-- The input follows --

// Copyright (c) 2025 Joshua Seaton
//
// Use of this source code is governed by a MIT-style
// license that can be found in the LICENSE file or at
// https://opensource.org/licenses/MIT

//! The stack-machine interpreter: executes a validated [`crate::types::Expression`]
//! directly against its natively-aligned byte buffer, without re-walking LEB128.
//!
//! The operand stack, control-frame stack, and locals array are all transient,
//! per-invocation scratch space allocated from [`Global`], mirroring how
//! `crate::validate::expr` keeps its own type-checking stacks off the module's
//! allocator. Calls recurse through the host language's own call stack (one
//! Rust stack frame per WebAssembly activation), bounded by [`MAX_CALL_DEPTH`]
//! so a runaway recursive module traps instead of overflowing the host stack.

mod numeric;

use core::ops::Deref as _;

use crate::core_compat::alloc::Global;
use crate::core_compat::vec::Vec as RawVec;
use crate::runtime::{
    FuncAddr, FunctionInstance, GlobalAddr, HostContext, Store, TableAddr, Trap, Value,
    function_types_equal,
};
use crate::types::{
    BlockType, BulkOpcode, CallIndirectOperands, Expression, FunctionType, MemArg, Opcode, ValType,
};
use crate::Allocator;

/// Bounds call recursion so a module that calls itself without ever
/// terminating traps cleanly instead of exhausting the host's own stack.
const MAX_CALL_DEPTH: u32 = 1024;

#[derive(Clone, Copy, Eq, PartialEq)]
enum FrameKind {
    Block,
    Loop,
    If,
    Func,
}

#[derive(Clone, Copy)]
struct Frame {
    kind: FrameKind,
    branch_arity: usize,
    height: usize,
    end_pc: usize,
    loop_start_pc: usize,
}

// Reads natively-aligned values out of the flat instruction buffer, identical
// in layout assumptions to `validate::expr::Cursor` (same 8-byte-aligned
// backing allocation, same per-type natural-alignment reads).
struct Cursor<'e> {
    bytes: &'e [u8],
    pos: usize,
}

-- The input concluded --

▶ _Work task_: Say how many lines above hold "without", and nothing else.

▶ _Solution for this problem_: 2